This can be written as \begin{eqnarray*} &&a_{1,1}+ \\ &&a_{2,1}+a_{2,2}+ \\ &&a_{3,1}+a_{3,2}+a_{3,3}+ \\ &&\ldots \\ &&a_{n,1}+a_{n,2}+a_{n,3}+\ldots +a_{n,n} \end{eqnarray*} The sum of the first column is \(\sum_{k=1}^{n}a_{k,1}\) , the sum of the second is \(\sum_{k=2}^{n}a_{k,2}\) , and so on until the sum of the last column is \(\sum_{k=n}^{n}a_{k,n}=a_{n,n}\).
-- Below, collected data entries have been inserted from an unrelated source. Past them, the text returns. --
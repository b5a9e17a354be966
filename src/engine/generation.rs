//! On-disk generations of an index.
//!
//! Every commit writes a complete new generation:
//!
//! ```text
//! terms_000007.json   TermIndex as JSON (postings, lengths, values, spelling)
//! docs_000007.docs    u64 count, then repeated (u64 docid, bytes document JSON)
//! manifest.json       points at the current generation's files
//! ```
//!
//! The manifest is replaced last, through a temporary file and a rename, so a
//! reader sees either the old generation or the new one. The previous
//! generation is kept for readers that are still scanning it; anything older
//! is deleted.

use std::collections::BTreeMap;
use std::io;

use chrono::{DateTime, Utc};
use serde::{Deserialize, Serialize};

use crate::engine::document::Document;
use crate::engine::index::{IndexState, TermIndex};
use crate::error::{FolioError, Result};
use crate::storage::Storage;
use crate::storage::structured::{StructReader, StructWriter};

pub const MANIFEST_FILE: &str = "manifest.json";
const MANIFEST_TMP_FILE: &str = "manifest.json.tmp";
const FORMAT_VERSION: u32 = 1;

/// Pointer to the current generation.
#[derive(Debug, Clone, PartialEq, Serialize, Deserialize)]
pub struct Manifest {
    pub version: u32,
    pub generation: u64,
    pub doc_count: u64,
    pub next_doc_id: u64,
    pub committed_at: DateTime<Utc>,
    pub terms_file: String,
    pub docs_file: String,
    /// CRC-32 of the terms file.
    pub checksum: u32,
}

fn terms_file_name(generation: u64) -> String {
    format!("terms_{generation:06}.json")
}

fn docs_file_name(generation: u64) -> String {
    format!("docs_{generation:06}.docs")
}

fn generation_of(file_name: &str) -> Option<u64> {
    let stem = file_name
        .strip_prefix("terms_")
        .and_then(|rest| rest.strip_suffix(".json"))
        .or_else(|| {
            file_name
                .strip_prefix("docs_")
                .and_then(|rest| rest.strip_suffix(".docs"))
        })?;
    stem.parse().ok()
}

/// An encoded generation, ready to be written by [`write_generation`].
#[derive(Debug)]
pub struct EncodedGeneration {
    manifest: Manifest,
    terms: Vec<u8>,
    documents: Vec<(u64, Vec<u8>)>,
}

impl EncodedGeneration {
    /// Serialize `state` as generation number `generation`.
    pub fn encode(generation: u64, state: &IndexState) -> Result<Self> {
        let terms = serde_json::to_vec(&state.index)?;
        let documents = state
            .documents
            .iter()
            .map(|(docid, doc)| Ok((*docid, serde_json::to_vec(doc)?)))
            .collect::<Result<Vec<_>>>()?;

        let manifest = Manifest {
            version: FORMAT_VERSION,
            generation,
            doc_count: state.doc_count(),
            next_doc_id: state.next_doc_id,
            committed_at: Utc::now(),
            terms_file: terms_file_name(generation),
            docs_file: docs_file_name(generation),
            checksum: crc32fast::hash(&terms),
        };

        Ok(Self {
            manifest,
            terms,
            documents,
        })
    }
}

/// Write a generation's files, then publish its manifest.
pub fn write_generation(storage: &dyn Storage, encoded: &EncodedGeneration) -> Result<()> {
    let manifest = &encoded.manifest;

    let mut output = storage.create_output(&manifest.terms_file)?;
    io::Write::write_all(&mut output, &encoded.terms)?;
    output.flush_and_sync()?;
    drop(output);

    let mut writer = StructWriter::new(storage.create_output(&manifest.docs_file)?);
    writer.write_u64(encoded.documents.len() as u64)?;
    for (docid, bytes) in &encoded.documents {
        writer.write_u64(*docid)?;
        writer.write_bytes(bytes)?;
    }
    writer.close()?;

    let mut output = storage.create_output(MANIFEST_TMP_FILE)?;
    io::Write::write_all(&mut output, &serde_json::to_vec_pretty(manifest)?)?;
    output.flush_and_sync()?;
    drop(output);
    storage.rename_file(MANIFEST_TMP_FILE, MANIFEST_FILE)?;

    log::debug!(
        "published generation {} with {} documents",
        manifest.generation,
        manifest.doc_count
    );
    Ok(())
}

/// Delete generation files older than the one before `current`.
pub fn remove_stale_generations(storage: &dyn Storage, current: u64) -> Result<()> {
    let keep_from = current.saturating_sub(1);
    for name in storage.list_files()? {
        if generation_of(&name).is_some_and(|generation| generation < keep_from) {
            storage.delete_file(&name)?;
        }
    }
    Ok(())
}

/// Highest generation number among the generation files in `storage`.
pub fn latest_generation_file(storage: &dyn Storage) -> Result<u64> {
    Ok(storage
        .list_files()?
        .iter()
        .filter_map(|name| generation_of(name))
        .max()
        .unwrap_or(0))
}

pub fn has_manifest(storage: &dyn Storage) -> bool {
    storage.file_exists(MANIFEST_FILE)
}

pub fn read_manifest(storage: &dyn Storage) -> Result<Manifest> {
    if !has_manifest(storage) {
        return Err(FolioError::Io(io::Error::new(
            io::ErrorKind::NotFound,
            "no index found (manifest.json is missing)",
        )));
    }
    let manifest: Manifest = serde_json::from_slice(&storage.read_all(MANIFEST_FILE)?)?;
    if manifest.version != FORMAT_VERSION {
        return Err(FolioError::storage(format!(
            "unsupported index format version {}",
            manifest.version
        )));
    }
    Ok(manifest)
}

/// Load and verify the term index a manifest points at.
pub fn read_term_index(storage: &dyn Storage, manifest: &Manifest) -> Result<TermIndex> {
    let bytes = storage.read_all(&manifest.terms_file)?;
    if crc32fast::hash(&bytes) != manifest.checksum {
        return Err(FolioError::storage(format!(
            "checksum mismatch in {}",
            manifest.terms_file
        )));
    }
    let index: TermIndex = serde_json::from_slice(&bytes)?;
    if index.doc_count() != manifest.doc_count {
        return Err(FolioError::storage(format!(
            "{} holds {} documents, manifest says {}",
            manifest.terms_file,
            index.doc_count(),
            manifest.doc_count
        )));
    }
    Ok(index)
}

/// Load the whole writable state of the generation `manifest` points at.
pub fn read_state(storage: &dyn Storage, manifest: &Manifest) -> Result<IndexState> {
    let index = read_term_index(storage, manifest)?;

    let mut reader = StructReader::new(storage.open_input(&manifest.docs_file)?)?;
    let count = reader.read_u64()?;
    let mut documents = BTreeMap::new();
    for _ in 0..count {
        let docid = reader.read_u64()?;
        let doc: Document = serde_json::from_slice(&reader.read_bytes()?)?;
        documents.insert(docid, doc);
    }

    Ok(IndexState {
        index,
        documents,
        next_doc_id: manifest.next_doc_id,
    })
}

/// Scan a generation's document file for one document.
///
/// A missing file means the generation was superseded and cleaned up
/// while the caller still held it.
pub fn find_document(storage: &dyn Storage, docs_file: &str, docid: u64) -> Result<Document> {
    if !storage.file_exists(docs_file) {
        return Err(FolioError::payload(format!(
            "{docs_file} no longer exists: database modified, reopen it"
        )));
    }

    let mut reader = StructReader::new(storage.open_input(docs_file)?)?;
    let count = reader.read_u64()?;
    for _ in 0..count {
        let id = reader.read_u64()?;
        let bytes = reader.read_bytes()?;
        if id == docid {
            return Ok(serde_json::from_slice(&bytes)?);
        }
    }

    Err(FolioError::payload(format!(
        "document {docid} not found in {docs_file}"
    )))
}
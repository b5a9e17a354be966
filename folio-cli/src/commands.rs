pub mod convert;
pub mod index;
pub mod search;
pub mod suggest;
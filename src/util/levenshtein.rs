//! Edit distance for spelling suggestions.

/// Levenshtein distance between two strings, counted in `char`s.
///
/// Returns early with `limit + 1` once every cell of a row exceeds `limit`.
pub fn bounded_distance(a: &str, b: &str, limit: usize) -> usize {
    let a: Vec<char> = a.chars().collect();
    let b: Vec<char> = b.chars().collect();

    if a.len().abs_diff(b.len()) > limit {
        return limit + 1;
    }
    if a.is_empty() {
        return b.len();
    }
    if b.is_empty() {
        return a.len();
    }

    let mut prev: Vec<usize> = (0..=b.len()).collect();
    let mut curr = vec![0usize; b.len() + 1];

    for (i, ca) in a.iter().enumerate() {
        curr[0] = i + 1;
        let mut row_min = curr[0];
        for (j, cb) in b.iter().enumerate() {
            let cost = usize::from(ca != cb);
            curr[j + 1] = (prev[j] + cost).min(prev[j + 1] + 1).min(curr[j] + 1);
            row_min = row_min.min(curr[j + 1]);
        }
        if row_min > limit {
            return limit + 1;
        }
        std::mem::swap(&mut prev, &mut curr);
    }

    prev[b.len()]
}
Thus \begin{eqnarray*} \sum_{k=1}^{n}\sum_{j=1}^{k}a_{k,j} &=&\sum_{k=1}^{n}a_{k,1}+\sum_{k=2}^{n}a_{k,2}+\ldots +\sum_{k=n}^{n}a_{k,n}\\ && \\ &=&\sum_{j=1}^{n}\sum_{k=j}^{n}a_{k,j}\text{.} \end{eqnarray*}

The EPV of a series of payments – general case #

• We now consider the more general case of the above example
• We noted that the EPV of a series of payments is equal to the sum of the EPVs of each of the payments in the series.
• We will assume the following:
  • Suppose we have a series of payments made at times \(1,2,\ldots ,n\).
  • These payments are denoted \(X_{1},X_{2},\ldots ,X_{n}\).
  • The present value of the first \(k\) payments is denoted \(V_{k}\) such that $$V_{k}=\sum_{j=1}^{k}v^{j}X_{j}.$$
  • The payment at time \(t\) can be made only if all previous payments have been made. In other words, what is random is when the payment will stop (the final \(k\) in the expression above).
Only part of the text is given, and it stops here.